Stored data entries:
===============

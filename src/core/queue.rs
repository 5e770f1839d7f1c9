use std::collections::{HashMap, VecDeque};
use super::errors::{Result, UploaderError};
use super::types::{Job, JobId, JobStatus};

/// Job bookkeeping owned by one uploader.
///
/// Jobs iterate in insertion order. An id sits in the pending queue exactly
/// while its job is `Pending`.
#[derive(Debug, Default)]
pub struct JobQueue {
    jobs: HashMap<JobId, Job>,
    order: Vec<JobId>,
    pending: VecDeque<JobId>,
    accepted: usize,
    next_id: u64,
}

impl JobQueue {
    pub fn new() -> Self {
        Self::default()
    }

    /// `{prefix}file_{n}`, n counting from 1, never reused.
    pub fn next_id(&mut self, prefix: &str) -> JobId {
        self.next_id += 1;
        JobId::new(format!("{}file_{}", prefix, self.next_id))
    }

    pub fn insert(&mut self, job: Job) {
        let id = job.id.clone();
        if self.jobs.insert(id.clone(), job).is_none() {
            self.order.push(id);
        }
    }

    pub fn remove(&mut self, id: &JobId) -> Option<Job> {
        let job = self.jobs.remove(id)?;
        self.order.retain(|x| x != id);
        self.pending.retain(|x| x != id);
        Some(job)
    }

    pub fn clear(&mut self) {
        self.jobs.clear();
        self.order.clear();
        self.pending.clear();
        self.accepted = 0;
    }

    pub fn get(&self, id: &JobId) -> Option<&Job> {
        self.jobs.get(id)
    }

    pub fn get_mut(&mut self, id: &JobId) -> Option<&mut Job> {
        self.jobs.get_mut(id)
    }

    pub fn require(&self, id: &JobId) -> Result<&Job> {
        self.jobs.get(id).ok_or_else(|| UploaderError::JobNotFound(id.clone()))
    }

    pub fn contains(&self, id: &JobId) -> bool {
        self.jobs.contains_key(id)
    }

    pub fn len(&self) -> usize {
        self.jobs.len()
    }

    pub fn is_empty(&self) -> bool {
        self.jobs.is_empty()
    }

    pub fn iter(&self) -> impl Iterator<Item = &Job> {
        self.order.iter().filter_map(|id| self.jobs.get(id))
    }

    pub fn ids_with_status(&self, status: JobStatus) -> Vec<JobId> {
        self.iter()
            .filter(|job| job.status == status)
            .map(|job| job.id.clone())
            .collect()
    }

    /// Marks the job `Pending` and appends it to the queue, once.
    pub fn enqueue(&mut self, id: &JobId) {
        let Some(job) = self.jobs.get_mut(id) else {
            return;
        };

        if job.status != JobStatus::Pending {
            job.status = JobStatus::Pending;
            self.pending.push_back(id.clone());
        }
    }

    pub fn dequeue(&mut self, id: &JobId) {
        self.pending.retain(|x| x != id);
    }

    pub fn pending_head(&self) -> Option<&JobId> {
        self.pending.front()
    }

    pub fn pending_ids(&self) -> Vec<JobId> {
        self.pending.iter().cloned().collect()
    }

    pub fn accepted(&self) -> usize {
        self.accepted
    }

    pub fn increment_accepted(&mut self) {
        self.accepted += 1;
    }

    pub fn decrement_accepted(&mut self) {
        self.accepted = self.accepted.saturating_sub(1);
    }

    pub fn count(&self, status: Option<JobStatus>) -> usize {
        match status {
            Some(status) => self.jobs.values().filter(|job| job.status == status).count(),
            None => self.jobs.len(),
        }
    }

    pub fn is_busy(&self, id: Option<&JobId>) -> Result<bool> {
        match id {
            Some(id) => Ok(self.require(id)?.status == JobStatus::Uploading),
            None => Ok(self.jobs.values().any(|job| job.status == JobStatus::Uploading)),
        }
    }

    /// Size of one job or of all jobs, `None` if any size is unknown.
    pub fn total_bytes(&self, id: Option<&JobId>) -> Result<Option<u64>> {
        match id {
            Some(id) => Ok(self.require(id)?.size_bytes),
            None => Ok(self.iter().map(|job| job.size_bytes).sum()),
        }
    }

    pub fn total_transferred(&self, id: Option<&JobId>) -> Result<Option<u64>> {
        let transferred = |job: &Job| job.size_bytes.map(|_| job.bytes_transferred());
        match id {
            Some(id) => Ok(transferred(self.require(id)?)),
            None => Ok(self.iter().map(transferred).sum()),
        }
    }

    /// Bytes per second, summed across jobs when no id is given.
    pub fn speed(&self, id: Option<&JobId>, average: bool) -> Result<Option<u64>> {
        match id {
            Some(id) => Ok(job_speed(self.require(id)?, average)),
            None => Ok(self.iter().map(|job| job_speed(job, average)).sum()),
        }
    }

    /// Seconds left; across jobs the slowest one decides. Unknown while an
    /// uploading job has no measurable speed yet.
    pub fn time_remaining(&self, id: Option<&JobId>, average: bool) -> Result<Option<u64>> {
        match id {
            Some(id) => {
                let job = self.require(id)?;
                Ok(job.size_bytes.and_then(|total| job_time_remaining(job, total, average)))
            }
            None => {
                let mut max = 0;
                for job in self.iter() {
                    let Some(total) = job.size_bytes else {
                        return Ok(None);
                    };
                    match job_time_remaining(job, total, average) {
                        Some(left) => max = max.max(left),
                        None if job.status == JobStatus::Uploading => return Ok(None),
                        None => {}
                    }
                }
                Ok(Some(max))
            }
        }
    }
}

fn job_speed(job: &Job, average: bool) -> Option<u64> {
    let total = job.size_bytes?;
    Some(
        job.progress
            .as_ref()
            .map(|progress| progress.speed(total, average))
            .unwrap_or(0),
    )
}

fn job_time_remaining(job: &Job, total: u64, average: bool) -> Option<u64> {
    match job.status {
        JobStatus::Completed => Some(0),
        JobStatus::Uploading => job.progress.as_ref()?.time_remaining(total, average),
        JobStatus::Added | JobStatus::Pending | JobStatus::Failed => None,
    }
}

===============

Transcribe every record verbatim.

◆ **Worked solution**:
filename src/core/queue.rs
repository 5e770f1839d7f1c9
use std::collections::{HashMap, VecDeque};
use super::errors::{Result, UploaderError};
use super::types::{Job, JobId, JobStatus};

/// Job bookkeeping owned by one uploader.
///
/// Jobs iterate in insertion order. An id sits in the pending queue exactly
/// while its job is `Pending`.
#[derive(Debug, Default)]
pub struct JobQueue {
    jobs: HashMap<JobId, Job>,
    order: Vec<JobId>,
    pending: VecDeque<JobId>,
    accepted: usize,
    next_id: u64,
}

impl JobQueue {
    pub fn new() -> Self {
        Self::default()
    }

    /// `{prefix}file_{n}`, n counting from 1, never reused.
    pub fn next_id(&mut self, prefix: &str) -> JobId {
        self.next_id += 1;
        JobId::new(format!("{}file_{}", prefix, self.next_id))
    }

    pub fn insert(&mut self, job: Job) {
        let id = job.id.clone();
        if self.jobs.insert(id.clone(), job).is_none() {
            self.order.push(id);
        }
    }

    pub fn remove(&mut self, id: &JobId) -> Option<Job> {
        let job = self.jobs.remove(id)?;
        self.order.retain(|x| x != id);
        self.pending.retain(|x| x != id);
        Some(job)
    }

    pub fn clear(&mut self) {
        self.jobs.clear();
        self.order.clear();
        self.pending.clear();
        self.accepted = 0;
    }

    pub fn get(&self, id: &JobId) -> Option<&Job> {
        self.jobs.get(id)
    }

    pub fn get_mut(&mut self, id: &JobId) -> Option<&mut Job> {
        self.jobs.get_mut(id)
    }

    pub fn require(&self, id: &JobId) -> Result<&Job> {
        self.jobs.get(id).ok_or_else(|| UploaderError::JobNotFound(id.clone()))
    }

    pub fn contains(&self, id: &JobId) -> bool {
        self.jobs.contains_key(id)
    }

    pub fn len(&self) -> usize {
        self.jobs.len()
    }

    pub fn is_empty(&self) -> bool {
        self.jobs.is_empty()
    }

    pub fn iter(&self) -> impl Iterator<Item = &Job> {
        self.order.iter().filter_map(|id| self.jobs.get(id))
    }

    pub fn ids_with_status(&self, status: JobStatus) -> Vec<JobId> {
        self.iter()
            .filter(|job| job.status == status)
            .map(|job| job.id.clone())
            .collect()
    }

    /// Marks the job `Pending` and appends it to the queue, once.
    pub fn enqueue(&mut self, id: &JobId) {
        let Some(job) = self.jobs.get_mut(id) else {
            return;
        };

        if job.status != JobStatus::Pending {
            job.status = JobStatus::Pending;
            self.pending.push_back(id.clone());
        }
    }

    pub fn dequeue(&mut self, id: &JobId) {
        self.pending.retain(|x| x != id);
    }

    pub fn pending_head(&self) -> Option<&JobId> {
        self.pending.front()
    }

    pub fn pending_ids(&self) -> Vec<JobId> {
        self.pending.iter().cloned().collect()
    }

    pub fn accepted(&self) -> usize {
        self.accepted
    }

    pub fn increment_accepted(&mut self) {
        self.accepted += 1;
    }

    pub fn decrement_accepted(&mut self) {
        self.accepted = self.accepted.saturating_sub(1);
    }

    pub fn count(&self, status: Option<JobStatus>) -> usize {
        match status {
            Some(status) => self.jobs.values().filter(|job| job.status == status).count(),
            None => self.jobs.len(),
        }
    }

    pub fn is_busy(&self, id: Option<&JobId>) -> Result<bool> {
        match id {
            Some(id) => Ok(self.require(id)?.status == JobStatus::Uploading),
            None => Ok(self.jobs.values().any(|job| job.status == JobStatus::Uploading)),
        }
    }

    /// Size of one job or of all jobs, `None` if any size is unknown.
    pub fn total_bytes(&self, id: Option<&JobId>) -> Result<Option<u64>> {
        match id {
            Some(id) => Ok(self.require(id)?.size_bytes),
            None => Ok(self.iter().map(|job| job.size_bytes).sum()),
        }
    }

    pub fn total_transferred(&self, id: Option<&JobId>) -> Result<Option<u64>> {
        let transferred = |job: &Job| job.size_bytes.map(|_| job.bytes_transferred());
        match id {
            Some(id) => Ok(transferred(self.require(id)?)),
            None => Ok(self.iter().map(transferred).sum()),
        }
    }

    /// Bytes per second, summed across jobs when no id is given.
    pub fn speed(&self, id: Option<&JobId>, average: bool) -> Result<Option<u64>> {
        match id {
            Some(id) => Ok(job_speed(self.require(id)?, average)),
            None => Ok(self.iter().map(|job| job_speed(job, average)).sum()),
        }
    }

    /// Seconds left; across jobs the slowest one decides. Unknown while an
    /// uploading job has no measurable speed yet.
    pub fn time_remaining(&self, id: Option<&JobId>, average: bool) -> Result<Option<u64>> {
        match id {
            Some(id) => {
                let job = self.require(id)?;
                Ok(job.size_bytes.and_then(|total| job_time_remaining(job, total, average)))
            }
            None => {
                let mut max = 0;
                for job in self.iter() {
                    let Some(total) = job.size_bytes else {
                        return Ok(None);
                    };
                    match job_time_remaining(job, total, average) {
                        Some(left) => max = max.max(left),
                        None if job.status == JobStatus::Uploading => return Ok(None),
                        None => {}
                    }
                }
                Ok(Some(max))
            }
        }
    }
}

fn job_speed(job: &Job, average: bool) -> Option<u64> {
    let total = job.size_bytes?;
    Some(
        job.progress
            .as_ref()
            .map(|progress| progress.speed(total, average))
            .unwrap_or(0),
    )
}

fn job_time_remaining(job: &Job, total: u64, average: bool) -> Option<u64> {
    match job.status {
        JobStatus::Completed => Some(0),
        JobStatus::Uploading => job.progress.as_ref()?.time_remaining(total, average),
        JobStatus::Added | JobStatus::Pending | JobStatus::Failed => None,
    }
}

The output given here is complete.